— Что мы можем для него сделать? — негромко спросила Руфь, глядя в лицо мужу, счастливая оттого, что у него наконец есть сын: она давно поняла, что Шон видит в Марке сына. Она достаточно любила мужа, чтобы не негодовать, что этот сын рожден не ею, что она не сумела дать Шону то, чего он так сильно хотел; она радовалась за него и разделяла его радость.
Шон покачал головой.
— Не знаю.
А Буря гневно зашипела. Оба посмотрели на нее. Шон почувствовал тепло в груди: он по-прежнему удивлялся тому, что такое прекрасное существо может быть его частью.
С виду она очень нежная и хрупкая, однако он знал, что дочь прочна, как плетеный шнур. Он также знал, что хотя выглядит она невинно, как только что распустившийся цветок, но умеет ужалить, как змея; она ослепляет яркостью и красотой, но под ними скрываются бездны, которые порой удивляли и пугали его; когда ее настроение резко менялось, когда она неожиданно впадала в ярость, Шона это зачаровывало.

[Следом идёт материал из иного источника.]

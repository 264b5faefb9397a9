use crate::errors::BsaError;
use crate::residues::ResidueExt;
use pdbtbx::*;
use polars::prelude::*;
use std::path::Path;

/// Open an atomic data file with [`pdbtbx::ReadOptions`] and remove non-protein residues.
///
/// The returned errors are the non-fatal messages raised while parsing.
pub fn load_model(input_file: &str) -> Result<(PDB, Vec<PDBError>), BsaError> {
    // Load file as complex structure
    let (mut pdb, errors) = pdbtbx::ReadOptions::default()
        .set_only_atomic_coords(true)
        .set_level(pdbtbx::StrictnessLevel::Loose)
        .read(input_file)
        .map_err(BsaError::StructureRead)?;

    // Remove non-protein residues from model
    pdb.remove_residues_by(|res| res.resn().is_none());

    Ok((pdb, errors))
}

/// Parse the two interface chains from the input string, e.g. `A/B`.
pub fn parse_chain_pair(chains: &str) -> Result<(String, String), BsaError> {
    let sel_vec: Vec<&str> = chains.split('/').map(|c| c.trim()).collect();
    match sel_vec.as_slice() {
        [a, b] if !a.is_empty() && !b.is_empty() && a != b => Ok((a.to_string(), b.to_string())),
        _ => Err(BsaError::InvalidChains(format!(
            "expected two different chains as 'A/B', found '{chains}'"
        ))),
    }
}

/// Write a DataFrame to `file_path`, replacing its extension with the file type.
pub fn write_df_to_file(
    df: &mut DataFrame,
    file_path: &Path,
    file_type: DataFrameFileType,
) -> Result<(), BsaError> {
    let file_suffix = file_type.to_string();
    let mut file = std::fs::File::create(file_path.with_extension(file_suffix))?;
    match file_type {
        DataFrameFileType::Csv => {
            CsvWriter::new(&mut file).finish(df)?;
        }
        DataFrameFileType::Parquet => {
            ParquetWriter::new(&mut file).finish(df)?;
        }
        DataFrameFileType::Json => {
            JsonWriter::new(&mut file)
                .with_json_format(JsonFormat::Json)
                .finish(df)?;
        }
        DataFrameFileType::NDJson => {
            JsonWriter::new(&mut file)
                .with_json_format(JsonFormat::JsonLines)
                .finish(df)?;
        }
    }
    Ok(())
}

/// File format for writing DataFrames.
#[derive(clap::ValueEnum, Clone, Debug, Copy, PartialEq)]
pub enum DataFrameFileType {
    /// Comma-separated values
    Csv,
    /// Parquet columnar storage
    Parquet,
    /// Standard JSON
    Json,
    /// Newline-delimited JSON
    NDJson,
}

impl std::fmt::Display for DataFrameFileType {
    fn fmt(&self, f: &mut std::fmt::Formatter) -> std::fmt::Result {
        match self {
            DataFrameFileType::Csv => write!(f, "csv"),
            DataFrameFileType::Parquet => write!(f, "parquet"),
            DataFrameFileType::Json => write!(f, "json"),
            DataFrameFileType::NDJson => write!(f, "ndjson"),
        }
    }
}

#[cfg(test)]
mod tests {
    use super::*;

    #[test]
    fn good_chain_pairs() {
        assert_eq!(
            parse_chain_pair("A/B").unwrap(),
            ("A".to_string(), "B".to_string())
        );
        assert_eq!(
            parse_chain_pair(" H / L ").unwrap(),
            ("H".to_string(), "L".to_string())
        );
    }

    #[test]
    fn bad_chain_pairs() {
        for chains in ["", "A", "A/", "/B", "A/A", "A/B/C"] {
            assert!(
                matches!(parse_chain_pair(chains), Err(BsaError::InvalidChains(_))),
                "'{chains}' should be rejected"
            );
        }
    }

    #[test]
    fn load_dimer_without_water() {
        let root = env!("CARGO_MANIFEST_DIR");
        let path = format!("{}/{}", root, "test-data/dimer.pdb");

        let (pdb, _) = load_model(&path).unwrap();
        let chains: Vec<&str> = pdb.chains().map(|c| c.id()).collect();
        assert_eq!(chains, vec!["A", "B"]);
        assert!(pdb
            .residues()
            .all(|r| r.name().unwrap_or("") != "HOH"));
    }

    #[test]
    fn missing_file_is_a_read_error() {
        let root = env!("CARGO_MANIFEST_DIR");
        let path = format!("{}/{}", root, "test-data/does-not-exist.pdb");
        assert!(matches!(load_model(&path), Err(BsaError::StructureRead(_))));
    }

    #[test]
    fn file_type_extension() {
        assert_eq!(DataFrameFileType::Csv.to_string(), "csv");
        assert_eq!(DataFrameFileType::NDJson.to_string(), "ndjson");
    }
}
//! Error types shared by the structure, surface area and BSA modules.

use crate::structure::ResidueKey;
use pdbtbx::PDBError;
use polars::prelude::PolarsError;
use thiserror::Error;

/// Everything that can stop a buried surface area calculation.
#[derive(Debug, Error)]
pub enum BsaError {
    /// The structure could not be read; the underlying messages are kept as-is.
    #[error("Failed to read structure: {}", join_pdb_errors(.0))]
    StructureRead(Vec<PDBError>),

    /// No residue of either chain lies within `cutoff` of the other chain.
    #[error("No interface residue found with the cutoff {cutoff}Å")]
    NoInterface {
        /// Distance cutoff in Å
        cutoff: f64,
    },

    /// The anchor atom of a contact residue is absent from the structure.
    #[error("Anchor atom {atom} not found for residue {residue}")]
    MissingAnchorAtom {
        /// Residue without its anchor
        residue: ResidueKey,
        /// Name of the missing atom, `CB` or `CA`
        atom: &'static str,
    },

    /// A residue was reported on a chain that is not part of the calculation.
    #[error("Chain {0} is not one of the interface chains")]
    UnknownChain(String),

    /// The two interface chains are missing or the same.
    #[error("Invalid chain pair: {0}")]
    InvalidChains(String),

    /// Building or writing a DataFrame failed.
    #[error("Failed to export features: {0}")]
    Export(#[from] PolarsError),

    /// Filesystem error while writing output.
    #[error(transparent)]
    Io(#[from] std::io::Error),
}

fn join_pdb_errors(errors: &[PDBError]) -> String {
    errors
        .iter()
        .map(|e| e.to_string())
        .collect::<Vec<_>>()
        .join("; ")
}
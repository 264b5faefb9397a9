//! Solvent accessible surface area of arbitrary atom sets.
//!
//! The calculator only talks to [`SurfaceAreaEngine`]; [`ShrakeRupley`] is the
//! implementation backed by `rust-sasa`.

mod shrake_rupley;

pub use shrake_rupley::{vdw_radius, SasaSettings, ShrakeRupley};

use crate::errors::BsaError;
use crate::structure::AtomRecord;
use std::collections::HashMap;

/// Element column used by the surface area engine: the first character of the
/// atom name, right-aligned in two columns (`CA` -> `" C"`).
pub fn element_symbol(atom_name: &str) -> String {
    let first = atom_name.chars().next().map(String::from).unwrap_or_default();
    format!("{first:>2}")
}

/// An atom as seen by the surface area engine.
#[derive(Debug, Clone, PartialEq)]
pub struct SurfaceAtom {
    /// Two-column element symbol, see [`element_symbol`]
    pub element: String,
    /// Residue name
    pub resn: String,
    /// Residue number
    pub resi: isize,
    /// Chain identifier
    pub chain: String,
    /// Cartesian coordinates in Å
    pub pos: [f64; 3],
}

impl From<&AtomRecord> for SurfaceAtom {
    fn from(atom: &AtomRecord) -> Self {
        Self {
            element: element_symbol(&atom.name),
            resn: atom.resn.clone(),
            resi: atom.resi,
            chain: atom.chain.clone(),
            pos: atom.pos,
        }
    }
}

/// Ordered set of atoms handed to the engine in one calculation.
#[derive(Debug, Clone, Default, PartialEq)]
pub struct SurfaceAtomSet {
    atoms: Vec<SurfaceAtom>,
}

impl SurfaceAtomSet {
    /// Empty set.
    pub fn new() -> Self {
        Self::default()
    }

    /// Append an atom.
    pub fn push(&mut self, atom: SurfaceAtom) {
        self.atoms.push(atom);
    }

    /// Atoms in insertion order.
    pub fn atoms(&self) -> &[SurfaceAtom] {
        &self.atoms
    }

    /// Number of atoms.
    pub fn len(&self) -> usize {
        self.atoms.len()
    }

    /// Whether the set has no atoms.
    pub fn is_empty(&self) -> bool {
        self.atoms.is_empty()
    }
}

impl<'a> FromIterator<&'a AtomRecord> for SurfaceAtomSet {
    fn from_iter<I: IntoIterator<Item = &'a AtomRecord>>(iter: I) -> Self {
        Self {
            atoms: iter.into_iter().map(SurfaceAtom::from).collect(),
        }
    }
}

/// Selects one residue by chain and residue number.
#[derive(Debug, Clone, Hash, PartialEq, Eq)]
pub struct ResidueSelection {
    /// Chain identifier
    pub chain: String,
    /// Residue number
    pub resi: isize,
}

impl ResidueSelection {
    /// Select residue `resi` of `chain`.
    pub fn new(chain: &str, resi: isize) -> Self {
        Self {
            chain: chain.to_string(),
            resi,
        }
    }
}

/// Per-atom areas of one [`SurfaceAtomSet`], aggregated per residue.
#[derive(Debug, Clone, Default, PartialEq)]
pub struct SasaResult {
    atom_areas: Vec<f64>,
    residue_areas: HashMap<ResidueSelection, f64>,
}

impl SasaResult {
    /// `atom_areas` must follow the order of `atoms`.
    pub fn new(atoms: &SurfaceAtomSet, atom_areas: Vec<f64>) -> Self {
        let mut residue_areas = HashMap::new();
        for (atom, area) in atoms.atoms().iter().zip(&atom_areas) {
            *residue_areas
                .entry(ResidueSelection::new(&atom.chain, atom.resi))
                .or_insert(0.0) += area;
        }
        Self {
            atom_areas,
            residue_areas,
        }
    }

    /// Area of every atom, in set order.
    pub fn atom_areas(&self) -> &[f64] {
        &self.atom_areas
    }

    /// Summed area per residue.
    pub fn residue_areas(&self) -> &HashMap<ResidueSelection, f64> {
        &self.residue_areas
    }

    /// Area of the selected residue, 0 if no atom matches.
    pub fn residue_area(&self, selection: &ResidueSelection) -> f64 {
        self.residue_areas.get(selection).copied().unwrap_or(0.0)
    }

    /// Area of the whole set.
    pub fn total(&self) -> f64 {
        self.atom_areas.iter().sum()
    }
}

/// Computes accessible surface areas.
pub trait SurfaceAreaEngine: Sync {
    /// Accessible area of every atom in `atoms`.
    fn calc(&self, atoms: &SurfaceAtomSet) -> Result<SasaResult, BsaError>;

    /// Summed area of the atoms matching `selection` in a precomputed result.
    fn select_area(&self, result: &SasaResult, selection: &ResidueSelection) -> f64 {
        result.residue_area(selection)
    }
}
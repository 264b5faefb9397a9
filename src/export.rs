//! Tabular export of BSA features through Polars.

use crate::bsa::BsaFeatures;
use crate::errors::BsaError;
use crate::structure::ResidueKey;
use polars::prelude::*;

/// BSA indexed by residue, with columns `chain, resi, resn, bsa`.
pub fn residue_bsa_to_df(features: &BsaFeatures) -> Result<DataFrame, BsaError> {
    let res = features.entries();
    Ok(df!(
        "chain" => res.iter().map(|x| x.residue.chain.to_owned()).collect::<Vec<String>>(),
        "resi" => res.iter().map(|x| x.residue.resi as i64).collect::<Vec<i64>>(),
        "resn" => res.iter().map(|x| x.residue.resn.to_owned()).collect::<Vec<String>>(),
        "bsa" => res.iter().map(|x| x.bsa).collect::<Vec<f64>>(),
    )?)
}

/// BSA indexed by anchor atom position, with columns `chain_index, x, y, z, bsa`.
pub fn anchor_bsa_to_df(features: &BsaFeatures) -> Result<DataFrame, BsaError> {
    let res = features.entries();
    Ok(df!(
        "chain_index" => res.iter().map(|x| x.anchor.chain as u32).collect::<Vec<u32>>(),
        "x" => res.iter().map(|x| x.anchor.x).collect::<Vec<f64>>(),
        "y" => res.iter().map(|x| x.anchor.y).collect::<Vec<f64>>(),
        "z" => res.iter().map(|x| x.anchor.z).collect::<Vec<f64>>(),
        "bsa" => res.iter().map(|x| x.bsa).collect::<Vec<f64>>(),
    )?)
}

/// Contact residues with columns `chain, resi, resn`.
pub fn contacts_to_df(contacts: &[ResidueKey]) -> Result<DataFrame, BsaError> {
    Ok(df!(
        "chain" => contacts.iter().map(|x| x.chain.to_owned()).collect::<Vec<String>>(),
        "resi" => contacts.iter().map(|x| x.resi as i64).collect::<Vec<i64>>(),
        "resn" => contacts.iter().map(|x| x.resn.to_owned()).collect::<Vec<String>>(),
    )?)
}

Теперь он нахмурился, чтобы скрыть свои чувства.
— Да, мисси, в чем дело? — ворчливо спросил он.
— Он уходит, — сказала она, и Шон посмотрел на нее, откинувшись в кресле.
— О ком ты говоришь? — спросил он.
— О Марке. Он уходит.
— Откуда ты знаешь?
Что-то глубоко внутри Шона сжалось при мысли о потере еще одного сына.
— Знаю. Просто знаю, — сказала она, и настала ее очередь встать, вскочить, гибко и стремительно, как газель, поднятая тревогой из травы, где лежала. Буря остановилась перед отцом.
— Ты ведь не думал, что он вечно будет твоей комнатной собачкой? — презрительно спросила она. В другое время это вызвало бы яростный гнев генерала. Теперь он только молча посмотрел на дочь.
А та исчезла, пересекла лужайки в солнечном свете, который позолотил ее темные волосы и проник сквозь тонкое платье, обозначив темным силуэтом стройное тело, окружив ее сверкающим ореолом, отчего она стала похожа на неземное видение.
* * *
— Неужели ты не понимаешь, что лучше немного поплакать сейчас, чем потом плакать всю жизнь? — мягко спросил Марк, стараясь не показывать, как глубоко его тронули ее слезы.
— Разве ты не вернешься?
Марион Литтлджон не из тех женщин, что умеют красиво плакать. Ее круглое лицо словно растеклось и утратило форму, точно комок глины, глаза опухли и покраснели.
— Марион, я не знаю даже, куда иду. Откуда мне знать, вернусь ли я?